### Supplied records ###

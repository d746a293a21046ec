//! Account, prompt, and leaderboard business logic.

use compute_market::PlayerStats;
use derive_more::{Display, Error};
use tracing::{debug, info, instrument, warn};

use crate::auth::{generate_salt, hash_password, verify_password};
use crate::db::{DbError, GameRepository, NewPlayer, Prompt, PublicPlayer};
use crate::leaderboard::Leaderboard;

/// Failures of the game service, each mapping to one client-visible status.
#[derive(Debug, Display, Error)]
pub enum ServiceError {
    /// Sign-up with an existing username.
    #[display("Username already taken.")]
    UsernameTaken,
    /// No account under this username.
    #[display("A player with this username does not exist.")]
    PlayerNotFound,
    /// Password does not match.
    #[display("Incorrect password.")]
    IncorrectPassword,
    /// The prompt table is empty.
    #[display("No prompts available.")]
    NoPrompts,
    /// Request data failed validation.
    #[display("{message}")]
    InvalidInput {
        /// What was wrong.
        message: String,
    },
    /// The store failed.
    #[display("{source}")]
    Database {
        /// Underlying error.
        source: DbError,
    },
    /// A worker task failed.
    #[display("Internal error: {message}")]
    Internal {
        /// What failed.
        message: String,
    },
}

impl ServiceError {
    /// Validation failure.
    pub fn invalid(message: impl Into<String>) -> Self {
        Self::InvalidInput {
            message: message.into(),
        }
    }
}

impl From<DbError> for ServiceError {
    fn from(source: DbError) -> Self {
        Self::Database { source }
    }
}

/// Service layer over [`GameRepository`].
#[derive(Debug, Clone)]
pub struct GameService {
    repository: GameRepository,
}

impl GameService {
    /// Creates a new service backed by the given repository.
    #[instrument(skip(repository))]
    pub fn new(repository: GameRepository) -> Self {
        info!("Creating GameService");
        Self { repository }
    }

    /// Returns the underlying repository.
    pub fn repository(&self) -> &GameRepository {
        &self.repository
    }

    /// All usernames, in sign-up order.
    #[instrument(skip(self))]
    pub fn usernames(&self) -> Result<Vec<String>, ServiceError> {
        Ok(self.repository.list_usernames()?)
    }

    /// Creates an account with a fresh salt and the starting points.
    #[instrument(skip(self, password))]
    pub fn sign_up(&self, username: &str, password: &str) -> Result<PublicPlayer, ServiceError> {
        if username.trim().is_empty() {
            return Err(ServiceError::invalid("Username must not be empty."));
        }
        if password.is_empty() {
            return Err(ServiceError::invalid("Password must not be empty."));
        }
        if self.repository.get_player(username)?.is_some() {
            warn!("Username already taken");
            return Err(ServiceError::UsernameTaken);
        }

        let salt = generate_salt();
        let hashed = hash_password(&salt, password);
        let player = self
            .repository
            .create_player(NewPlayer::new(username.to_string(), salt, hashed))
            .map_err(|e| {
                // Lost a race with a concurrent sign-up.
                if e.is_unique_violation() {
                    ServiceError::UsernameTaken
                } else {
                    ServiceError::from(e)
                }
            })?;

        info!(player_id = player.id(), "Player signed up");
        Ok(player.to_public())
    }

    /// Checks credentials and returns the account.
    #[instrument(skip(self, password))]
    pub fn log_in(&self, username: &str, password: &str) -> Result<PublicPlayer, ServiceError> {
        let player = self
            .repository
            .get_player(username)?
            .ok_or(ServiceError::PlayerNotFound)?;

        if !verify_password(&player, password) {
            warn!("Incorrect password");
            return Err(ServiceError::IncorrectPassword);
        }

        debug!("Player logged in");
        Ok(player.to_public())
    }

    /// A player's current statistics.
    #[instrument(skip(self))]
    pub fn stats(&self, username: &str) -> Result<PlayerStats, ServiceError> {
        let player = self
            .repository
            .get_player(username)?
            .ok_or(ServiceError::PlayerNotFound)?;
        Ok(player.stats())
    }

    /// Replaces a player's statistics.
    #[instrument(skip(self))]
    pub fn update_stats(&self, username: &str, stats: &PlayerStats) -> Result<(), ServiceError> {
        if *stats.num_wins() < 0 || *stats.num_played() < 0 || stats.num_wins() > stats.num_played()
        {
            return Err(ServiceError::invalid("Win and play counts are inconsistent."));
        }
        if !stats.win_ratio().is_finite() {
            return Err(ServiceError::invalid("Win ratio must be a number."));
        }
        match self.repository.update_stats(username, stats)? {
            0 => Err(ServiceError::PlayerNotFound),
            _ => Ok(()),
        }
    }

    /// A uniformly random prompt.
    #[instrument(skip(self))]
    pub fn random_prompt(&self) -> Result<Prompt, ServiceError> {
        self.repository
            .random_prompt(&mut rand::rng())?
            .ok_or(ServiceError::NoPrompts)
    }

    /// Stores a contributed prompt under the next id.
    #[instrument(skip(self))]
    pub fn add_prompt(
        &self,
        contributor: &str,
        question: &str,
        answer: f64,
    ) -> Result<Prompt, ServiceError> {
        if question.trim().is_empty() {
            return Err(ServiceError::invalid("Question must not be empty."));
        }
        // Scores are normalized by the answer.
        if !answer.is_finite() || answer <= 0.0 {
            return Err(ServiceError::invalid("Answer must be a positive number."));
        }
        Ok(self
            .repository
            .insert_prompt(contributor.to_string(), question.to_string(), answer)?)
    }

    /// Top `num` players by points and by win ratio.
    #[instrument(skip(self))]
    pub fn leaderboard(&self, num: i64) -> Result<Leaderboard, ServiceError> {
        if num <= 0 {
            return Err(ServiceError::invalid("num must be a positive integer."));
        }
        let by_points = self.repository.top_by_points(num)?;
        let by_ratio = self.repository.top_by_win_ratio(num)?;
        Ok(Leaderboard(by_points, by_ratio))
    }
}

###
### Supplied records ###

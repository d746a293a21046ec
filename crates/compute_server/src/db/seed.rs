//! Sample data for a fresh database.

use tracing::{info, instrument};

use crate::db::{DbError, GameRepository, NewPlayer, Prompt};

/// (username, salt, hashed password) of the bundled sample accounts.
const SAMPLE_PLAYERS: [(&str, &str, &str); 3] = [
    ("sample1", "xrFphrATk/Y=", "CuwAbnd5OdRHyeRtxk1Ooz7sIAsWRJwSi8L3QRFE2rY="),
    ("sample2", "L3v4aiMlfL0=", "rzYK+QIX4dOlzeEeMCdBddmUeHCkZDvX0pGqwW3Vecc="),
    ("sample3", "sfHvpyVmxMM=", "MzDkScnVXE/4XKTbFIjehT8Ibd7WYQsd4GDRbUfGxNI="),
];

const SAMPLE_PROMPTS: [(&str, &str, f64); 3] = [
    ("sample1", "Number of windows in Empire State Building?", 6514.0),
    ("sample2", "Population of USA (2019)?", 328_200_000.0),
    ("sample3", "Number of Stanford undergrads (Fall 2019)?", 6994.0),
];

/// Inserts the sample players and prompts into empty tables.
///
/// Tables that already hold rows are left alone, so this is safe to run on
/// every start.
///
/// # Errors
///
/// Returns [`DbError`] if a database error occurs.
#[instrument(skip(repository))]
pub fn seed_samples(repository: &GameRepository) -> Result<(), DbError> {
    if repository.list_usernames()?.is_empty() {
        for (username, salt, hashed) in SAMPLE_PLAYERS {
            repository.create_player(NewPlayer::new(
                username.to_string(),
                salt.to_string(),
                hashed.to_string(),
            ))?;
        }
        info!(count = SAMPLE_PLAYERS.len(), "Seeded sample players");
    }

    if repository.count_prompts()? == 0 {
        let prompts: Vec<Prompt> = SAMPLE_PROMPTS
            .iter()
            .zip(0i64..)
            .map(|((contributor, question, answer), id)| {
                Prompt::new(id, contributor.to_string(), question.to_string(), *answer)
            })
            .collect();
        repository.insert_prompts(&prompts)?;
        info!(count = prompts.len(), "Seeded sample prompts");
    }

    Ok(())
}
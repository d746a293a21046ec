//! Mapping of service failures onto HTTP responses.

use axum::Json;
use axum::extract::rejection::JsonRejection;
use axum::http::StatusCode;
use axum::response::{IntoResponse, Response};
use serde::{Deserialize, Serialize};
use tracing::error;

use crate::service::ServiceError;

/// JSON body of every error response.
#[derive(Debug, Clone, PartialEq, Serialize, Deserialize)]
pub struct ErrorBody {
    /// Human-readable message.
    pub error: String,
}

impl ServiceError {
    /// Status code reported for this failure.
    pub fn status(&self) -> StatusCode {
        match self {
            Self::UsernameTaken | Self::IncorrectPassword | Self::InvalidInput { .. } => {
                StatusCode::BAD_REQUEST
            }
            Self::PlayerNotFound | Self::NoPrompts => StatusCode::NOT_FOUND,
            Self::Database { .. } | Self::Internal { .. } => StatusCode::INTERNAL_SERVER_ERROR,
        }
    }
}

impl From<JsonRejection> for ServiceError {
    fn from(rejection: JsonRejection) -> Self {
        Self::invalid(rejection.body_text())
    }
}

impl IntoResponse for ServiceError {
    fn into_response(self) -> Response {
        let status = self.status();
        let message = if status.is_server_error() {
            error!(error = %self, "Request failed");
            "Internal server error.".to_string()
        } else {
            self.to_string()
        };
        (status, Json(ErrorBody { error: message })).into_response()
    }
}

###
### Supplied records ###

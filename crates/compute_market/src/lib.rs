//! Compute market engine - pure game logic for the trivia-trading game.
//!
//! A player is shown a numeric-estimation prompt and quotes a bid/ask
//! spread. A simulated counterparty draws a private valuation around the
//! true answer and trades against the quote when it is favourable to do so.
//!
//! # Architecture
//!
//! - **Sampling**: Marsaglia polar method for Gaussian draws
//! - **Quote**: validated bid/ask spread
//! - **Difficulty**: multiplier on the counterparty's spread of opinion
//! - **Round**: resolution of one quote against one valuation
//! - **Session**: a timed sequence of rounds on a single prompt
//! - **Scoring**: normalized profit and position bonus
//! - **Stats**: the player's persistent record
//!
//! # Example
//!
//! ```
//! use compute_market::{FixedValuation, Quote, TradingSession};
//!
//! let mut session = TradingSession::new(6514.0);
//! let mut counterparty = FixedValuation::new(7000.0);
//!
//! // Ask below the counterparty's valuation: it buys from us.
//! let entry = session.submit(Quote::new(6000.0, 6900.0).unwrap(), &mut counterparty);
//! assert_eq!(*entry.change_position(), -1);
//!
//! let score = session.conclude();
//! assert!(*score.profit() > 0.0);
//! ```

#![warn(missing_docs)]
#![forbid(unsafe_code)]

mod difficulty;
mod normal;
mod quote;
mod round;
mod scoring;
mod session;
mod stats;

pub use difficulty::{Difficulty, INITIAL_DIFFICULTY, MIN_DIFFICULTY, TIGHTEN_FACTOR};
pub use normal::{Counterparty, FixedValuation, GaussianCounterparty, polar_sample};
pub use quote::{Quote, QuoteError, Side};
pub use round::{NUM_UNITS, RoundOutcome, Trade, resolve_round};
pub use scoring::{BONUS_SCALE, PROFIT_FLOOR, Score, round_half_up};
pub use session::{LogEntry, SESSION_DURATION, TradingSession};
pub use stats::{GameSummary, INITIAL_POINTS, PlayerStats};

###

What to work on — Extract every line of the records above that contains the word "ErrorBody".

Answer for this exercise —
pub struct ErrorBody {
        (status, Json(ErrorBody { error: message })).into_response()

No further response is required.